(Saved entries)
______

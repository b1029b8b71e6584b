use glam::{Mat4, Vec3};

/// A perspective camera.
///
/// Provides position, orientation, field of view and clip planes, and the
/// matrices the volumetric kernel needs to turn a depth sample back into a
/// world-space position.
#[derive(Clone, Copy, Debug)]
pub struct Camera {
    pub position: Vec3,
    pub forward: Vec3,
    pub up: Vec3,
    pub fov: f32, // radians, vertical
    pub near: f32,
    pub far: f32,
}

impl Default for Camera {
    fn default() -> Self {
        Self {
            position: Vec3::new(0.0, 0.0, 5.0),
            forward: Vec3::NEG_Z,
            up: Vec3::Y,
            fov: std::f32::consts::FRAC_PI_2, // 90 degrees
            near: 0.1,
            far: 1000.0,
        }
    }
}

impl Camera {
    pub fn new() -> Self {
        Self::default()
    }

    pub fn at(mut self, x: f32, y: f32, z: f32) -> Self {
        self.position = Vec3::new(x, y, z);
        self
    }

    pub fn looking_at(mut self, target_x: f32, target_y: f32, target_z: f32) -> Self {
        let forward = (Vec3::new(target_x, target_y, target_z) - self.position).normalize_or_zero();
        if forward != Vec3::ZERO {
            self.forward = forward;
        }
        self
    }

    pub fn with_fov(mut self, fov_degrees: f32) -> Self {
        self.fov = fov_degrees.to_radians();
        self
    }

    pub fn clip_planes(mut self, near: f32, far: f32) -> Self {
        self.near = near;
        self.far = far;
        self
    }

    /// Compute the right vector from forward and up.
    pub fn right(&self) -> Vec3 {
        let right = self.forward.cross(self.up).normalize_or_zero();
        if right == Vec3::ZERO {
            // Looking straight along `up`.
            self.forward.any_orthonormal_vector()
        } else {
            right
        }
    }

    /// Recompute up to be orthogonal to forward and right.
    pub fn orthogonal_up(&self) -> Vec3 {
        self.right().cross(self.forward).normalize_or_zero()
    }

    pub fn view_matrix(&self) -> Mat4 {
        Mat4::look_to_rh(self.position, self.forward, self.orthogonal_up())
    }

    /// Right-handed perspective projection with a `[0, 1]` depth range.
    pub fn projection_matrix(&self, aspect: f32) -> Mat4 {
        Mat4::perspective_rh(self.fov, aspect.max(f32::EPSILON), self.near, self.far)
    }

    pub fn view_projection(&self, aspect: f32) -> Mat4 {
        self.projection_matrix(aspect) * self.view_matrix()
    }

    pub fn inverse_view_projection(&self, aspect: f32) -> Mat4 {
        self.view_projection(aspect).inverse()
    }
}

#[cfg(test)]
mod tests {
    use super::*;

    #[test]
    fn looking_at_points_forward_at_target() {
        let camera = Camera::new().at(0.0, 0.0, -10.0).looking_at(0.0, 0.0, 0.0);
        assert!((camera.forward - Vec3::Z).length() < 1e-6);
    }

    #[test]
    fn origin_projects_to_screen_center() {
        let camera = Camera::new().at(0.0, 0.0, -10.0).looking_at(0.0, 0.0, 0.0);
        let clip = camera.view_projection(1.0) * glam::Vec4::new(0.0, 0.0, 0.0, 1.0);
        let ndc = clip.truncate() / clip.w;
        assert!(ndc.x.abs() < 1e-5);
        assert!(ndc.y.abs() < 1e-5);
        assert!(ndc.z > 0.0 && ndc.z < 1.0);
    }

    #[test]
    fn right_is_defined_when_looking_straight_up() {
        let mut camera = Camera::new();
        camera.forward = Vec3::Y;
        let right = camera.right();
        assert!((right.length() - 1.0).abs() < 1e-5);
        assert!(right.dot(camera.forward).abs() < 1e-5);
    }
}
//! The volumetric lighting controller.
//!
//! [`VolumetricLighting`] owns everything the effect needs between frames:
//! the blue-noise tile, the three passes and the chain buffers. Once per frame
//! it gathers lights from the host's `hecs::World`, marches them into a scaled
//! HDR buffer and runs the post-process chain:
//!
//! ```text
//! March ──▶ Upsample ──▶ BlurHorizontal ──▶ BlurVertical ──▶ volumetrics_view()
//! ```
//!
//! Stages run strictly in that order and never twice in a frame. When an
//! input is missing the whole chain is skipped for the frame and the published
//! buffer holds transparent black; the frame itself never fails.

use crate::error::Result;
use crate::gpu::GpuContext;
use crate::light::{GatherOptions, LightSnapshot, gather_from_world};
use crate::noise::{BlueNoise, BlueNoiseTexture};
use crate::post_process::{BlurAxis, DepthAwareBlurPass, UpsamplePass};
use crate::render_graph::{RenderContext, RenderTarget, SceneFrame, scaled_extent};
use crate::settings::{BlueNoiseSource, VolumetricSettings};
use crate::shadow::ShadowAtlas;
use crate::volumetric_pass::{MarchInputs, VolumetricLightPass};

/// One stage of the chain.
#[derive(Clone, Copy, Debug, PartialEq, Eq)]
pub enum ChainStage {
    March,
    Upsample,
    BlurHorizontal,
    BlurVertical,
}

impl ChainStage {
    /// Execution order.
    pub const ORDER: [ChainStage; 4] = [
        ChainStage::March,
        ChainStage::Upsample,
        ChainStage::BlurHorizontal,
        ChainStage::BlurVertical,
    ];
}

/// Why a frame produced no volumetric light.
#[derive(Clone, Copy, Debug, PartialEq, Eq)]
pub enum SkipReason {
    /// The source surface is empty, so no buffers exist.
    TargetUnavailable,
    /// The host did not supply scene depth.
    DepthUnavailable,
    /// No light qualified this frame.
    NoLights,
}

/// Result of [`VolumetricLighting::execute`].
#[derive(Clone, Copy, Debug, PartialEq, Eq)]
pub enum FrameOutcome {
    Skipped(SkipReason),
    Rendered {
        /// Lights marched (at most `MAX_LIGHTS`).
        lights: usize,
        /// Qualifying lights left out by the capacity limit.
        dropped: usize,
    },
}

/// Decides what a frame does from the inputs available to it.
///
/// Skips are checked in order: buffers, scene depth, then lights.
pub fn plan_frame(has_targets: bool, has_depth: bool, snapshot: &LightSnapshot) -> FrameOutcome {
    if !has_targets {
        FrameOutcome::Skipped(SkipReason::TargetUnavailable)
    } else if !has_depth {
        FrameOutcome::Skipped(SkipReason::DepthUnavailable)
    } else if snapshot.is_empty() {
        FrameOutcome::Skipped(SkipReason::NoLights)
    } else {
        FrameOutcome::Rendered {
            lights: snapshot.lights.len(),
            dropped: snapshot.dropped,
        }
    }
}

/// Sizes of every chain buffer for one source size.
#[derive(Clone, Copy, Debug, PartialEq, Eq)]
pub struct ChainExtents {
    /// Scaled ray-march buffer.
    pub march: (u32, u32),
    /// Upsample, blur scratch and published buffers.
    pub full: (u32, u32),
}

impl ChainExtents {
    /// `None` when the source is empty.
    pub fn new(width: u32, height: u32, scale: f32) -> Option<Self> {
        Some(Self {
            march: scaled_extent(width, height, scale)?,
            full: (width, height),
        })
    }

    /// Size of the buffer a stage writes.
    pub fn output_of(&self, stage: ChainStage) -> (u32, u32) {
        match stage {
            ChainStage::March => self.march,
            ChainStage::Upsample | ChainStage::BlurHorizontal | ChainStage::BlurVertical => {
                self.full
            }
        }
    }
}

/// The buffers of one chain, sized by a [`ChainExtents`].
struct ChainTargets {
    extents: ChainExtents,
    march: RenderTarget,
    upsampled: RenderTarget,
    scratch: RenderTarget,
    output: RenderTarget,
}

impl ChainTargets {
    fn new(device: &wgpu::Device, extents: ChainExtents, format: wgpu::TextureFormat) -> Self {
        let (mw, mh) = extents.march;
        let (fw, fh) = extents.full;
        Self {
            extents,
            march: RenderTarget::with_size(device, "Volumetric March", mw, mh, format),
            upsampled: RenderTarget::with_size(device, "Volumetric Upsampled", fw, fh, format),
            scratch: RenderTarget::with_size(device, "Volumetric Blur Scratch", fw, fh, format),
            output: RenderTarget::with_size(device, "Volumetric Output", fw, fh, format),
        }
    }

    fn resize(&mut self, device: &wgpu::Device, extents: ChainExtents) {
        let (mw, mh) = extents.march;
        let (fw, fh) = extents.full;
        self.march.resize(device, "Volumetric March", mw, mh);
        self.upsampled.resize(device, "Volumetric Upsampled", fw, fh);
        self.scratch.resize(device, "Volumetric Blur Scratch", fw, fh);
        self.output.resize(device, "Volumetric Output", fw, fh);
        self.extents = extents;
    }

    fn target(&self, stage: ChainStage) -> &RenderTarget {
        match stage {
            ChainStage::March => &self.march,
            ChainStage::Upsample => &self.upsampled,
            ChainStage::BlurHorizontal => &self.scratch,
            ChainStage::BlurVertical => &self.output,
        }
    }
}

/// Volumetric spot-light scattering for one view.
///
/// # Example
///
/// ```no_run
/// use godrays::*;
///
/// let gpu = GpuContext::headless(1280, 720)?;
/// let mut lighting = VolumetricLighting::new(&gpu, VolumetricSettings::default().scale(0.5))?;
///
/// let mut world = World::new();
/// world.spawn((Transform::new().looking_to(Vec3::NEG_Z), SpotLight::new()));
///
/// // Every frame, inside a render graph node or with a hand-built RenderContext:
/// // let outcome = lighting.execute(&mut ctx, &scene);
/// // composite lighting.volumetrics_view() onto the scene color.
/// # Ok::<(), VolumetricError>(())
/// ```
pub struct VolumetricLighting {
    settings: VolumetricSettings,
    noise: BlueNoiseTexture,
    march_pass: VolumetricLightPass,
    upsample_pass: UpsamplePass,
    blur_pass: DepthAwareBlurPass,
    shadow_stub: ShadowAtlas,
    source_size: (u32, u32),
    targets: Option<ChainTargets>,
}

impl VolumetricLighting {
    /// Validates `settings`, loads or generates the noise tile and creates the
    /// passes and buffers at the context's current size.
    pub fn new(gpu: &GpuContext, settings: VolumetricSettings) -> Result<Self> {
        settings.validate()?;

        let noise = match &settings.noise {
            BlueNoiseSource::Generated { size, seed } => BlueNoise::generate(*size, *seed),
            BlueNoiseSource::File(path) => BlueNoise::from_file(path)?,
        };
        log::info!(
            "Volumetric lighting: {}x{} blue noise, scale {}, {}..{} steps",
            noise.size(),
            noise.size(),
            settings.scale,
            settings.march.min_steps,
            settings.march.max_steps
        );

        let format = settings.format;
        let mut lighting = Self {
            noise: BlueNoiseTexture::upload(gpu, &noise),
            march_pass: VolumetricLightPass::new(gpu, format),
            upsample_pass: UpsamplePass::new(gpu, format),
            blur_pass: DepthAwareBlurPass::new(gpu, format),
            shadow_stub: ShadowAtlas::stub(gpu),
            source_size: (0, 0),
            targets: None,
            settings,
        };
        lighting.resize(&gpu.device, gpu.width(), gpu.height());
        Ok(lighting)
    }

    pub fn settings(&self) -> &VolumetricSettings {
        &self.settings
    }

    /// Current chain extents, `None` while the source is empty.
    pub fn extents(&self) -> Option<ChainExtents> {
        self.targets.as_ref().map(|t| t.extents)
    }

    /// The published HDR volumetrics texture, at source resolution.
    pub fn volumetrics_view(&self) -> Option<&wgpu::TextureView> {
        self.targets.as_ref().map(|t| &t.output.view)
    }

    /// Resizes every chain buffer for a new source size.
    pub fn resize(&mut self, device: &wgpu::Device, width: u32, height: u32) {
        self.source_size = (width, height);
        let Some(extents) = ChainExtents::new(width, height, self.settings.scale) else {
            log::debug!("Volumetric source is empty ({width}x{height}); releasing buffers");
            self.targets = None;
            return;
        };

        match &mut self.targets {
            Some(targets) if targets.extents == extents => {}
            Some(targets) => targets.resize(device, extents),
            None => {
                self.targets = Some(ChainTargets::new(device, extents, self.settings.format));
            }
        }
    }

    /// Follows the context's surface size.
    pub fn ensure_size(&mut self, gpu: &GpuContext) {
        if self.source_size != (gpu.width(), gpu.height()) {
            self.resize(&gpu.device, gpu.width(), gpu.height());
        }
    }

    /// Changes the march buffer scale, reallocating it if needed.
    pub fn set_scale(&mut self, device: &wgpu::Device, scale: f32) -> Result<()> {
        let candidate = self.settings.clone().scale(scale);
        candidate.validate()?;
        self.settings = candidate;
        let (width, height) = self.source_size;
        self.resize(device, width, height);
        Ok(())
    }

    /// Sets the global intensity multiplier.
    pub fn set_intensity(&mut self, intensity: f32) -> Result<()> {
        let candidate = self.settings.clone().intensity(intensity);
        candidate.validate()?;
        self.settings = candidate;
        Ok(())
    }

    /// Runs the chain for one frame.
    pub fn execute(&mut self, ctx: &mut RenderContext, scene: &SceneFrame) -> FrameOutcome {
        self.ensure_size(ctx.gpu);

        let options = GatherOptions {
            require_volumetric_flag: self.settings.require_volumetric_flag,
            priority: self.settings.priority,
            camera_position: ctx.camera.position,
        };
        let snapshot = gather_from_world(scene.world, &options);
        let outcome = plan_frame(self.targets.is_some(), scene.depth.is_some(), &snapshot);

        let (Some(targets), Some(depth), FrameOutcome::Rendered { .. }) =
            (&self.targets, scene.depth, outcome)
        else {
            log::trace!("Volumetric chain skipped: {outcome:?}");
            if let Some(targets) = &self.targets {
                targets.output.clear(ctx.encoder);
            }
            return outcome;
        };

        let extents = targets.extents;
        let (width, height) = extents.full;
        let inverse_projection = ctx
            .camera
            .projection_matrix(width as f32 / height.max(1) as f32)
            .inverse();

        for stage in ChainStage::ORDER {
            let target = targets.target(stage);
            let size = extents.output_of(stage);
            match stage {
                ChainStage::March => {
                    let inputs = MarchInputs {
                        camera: ctx.camera,
                        time: ctx.time,
                        lights: &snapshot.lights,
                        depth,
                        shadows: scene.shadows.unwrap_or(&self.shadow_stub),
                        noise: &self.noise,
                    };
                    self.march_pass.render(
                        ctx.gpu,
                        ctx.encoder,
                        &inputs,
                        &self.settings,
                        &target.view,
                        size,
                    );
                }
                ChainStage::Upsample => self.upsample_pass.render(
                    ctx.gpu,
                    ctx.encoder,
                    &targets.march.view,
                    extents.march,
                    &target.view,
                    size,
                ),
                ChainStage::BlurHorizontal => self.blur_pass.render(
                    ctx.gpu,
                    ctx.encoder,
                    BlurAxis::Horizontal,
                    &self.settings.blur,
                    inverse_projection,
                    &targets.upsampled.view,
                    depth,
                    &target.view,
                    size,
                ),
                ChainStage::BlurVertical => self.blur_pass.render(
                    ctx.gpu,
                    ctx.encoder,
                    BlurAxis::Vertical,
                    &self.settings.blur,
                    inverse_projection,
                    &targets.scratch.view,
                    depth,
                    &target.view,
                    size,
                ),
            }
        }

        outcome
    }
}

#[cfg(test)]
mod tests {
    use super::*;

    #[test]
    fn stages_run_in_fixed_order() {
        assert_eq!(
            ChainStage::ORDER,
            [
                ChainStage::March,
                ChainStage::Upsample,
                ChainStage::BlurHorizontal,
                ChainStage::BlurVertical
            ]
        );
    }

    #[test]
    fn resize_propagates_to_every_buffer() {
        let before = ChainExtents::new(1280, 720, 0.5).unwrap();
        let after = ChainExtents::new(1920, 1080, 0.5).unwrap();
        assert_ne!(before, after);

        for stage in ChainStage::ORDER {
            let expected = if stage == ChainStage::March {
                (960, 540)
            } else {
                (1920, 1080)
            };
            assert_eq!(after.output_of(stage), expected, "{stage:?}");
        }
    }

    #[test]
    fn scale_only_affects_march_buffer() {
        let quarter = ChainExtents::new(1000, 500, 0.25).unwrap();
        assert_eq!(quarter.march, (250, 125));
        assert_eq!(quarter.full, (1000, 500));
    }

    #[test]
    fn empty_source_has_no_chain() {
        assert!(ChainExtents::new(0, 0, 0.5).is_none());
    }

    fn snapshot(lights: usize, dropped: usize) -> LightSnapshot {
        use crate::light::{LightDescriptor, SpotLight};
        use crate::transform::Transform;

        let light = LightDescriptor::from_light(&SpotLight::new(), &Transform::new());
        LightSnapshot {
            lights: vec![light; lights],
            dropped,
        }
    }

    #[test]
    fn missing_target_skips_first() {
        assert_eq!(
            plan_frame(false, false, &snapshot(0, 0)),
            FrameOutcome::Skipped(SkipReason::TargetUnavailable)
        );
        assert_eq!(
            plan_frame(false, true, &snapshot(3, 0)),
            FrameOutcome::Skipped(SkipReason::TargetUnavailable)
        );
    }

    #[test]
    fn missing_depth_skips() {
        assert_eq!(
            plan_frame(true, false, &snapshot(3, 0)),
            FrameOutcome::Skipped(SkipReason::DepthUnavailable)
        );
    }

    #[test]
    fn no_lights_skips() {
        assert_eq!(
            plan_frame(true, true, &snapshot(0, 0)),
            FrameOutcome::Skipped(SkipReason::NoLights)
        );
    }

    #[test]
    fn rendered_frame_reports_counts() {
        assert_eq!(
            plan_frame(true, true, &snapshot(8, 4)),
            FrameOutcome::Rendered {
                lights: 8,
                dropped: 4
            }
        );
    }
}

______

WHAT IS BEING ASKED> Print, without alteration, only the lines above between the one holding "pub fn right(&self)" and the one holding "pub fn view_matrix(&self)", inclusive.

EXERCISE RESULT>
    pub fn right(&self) -> Vec3 {
        let right = self.forward.cross(self.up).normalize_or_zero();
        if right == Vec3::ZERO {
            // Looking straight along `up`.
            self.forward.any_orthonormal_vector()
        } else {
            right
        }
    }

    /// Recompute up to be orthogonal to forward and right.
    pub fn orthogonal_up(&self) -> Vec3 {
        self.right().cross(self.forward).normalize_or_zero()
    }

    pub fn view_matrix(&self) -> Mat4 {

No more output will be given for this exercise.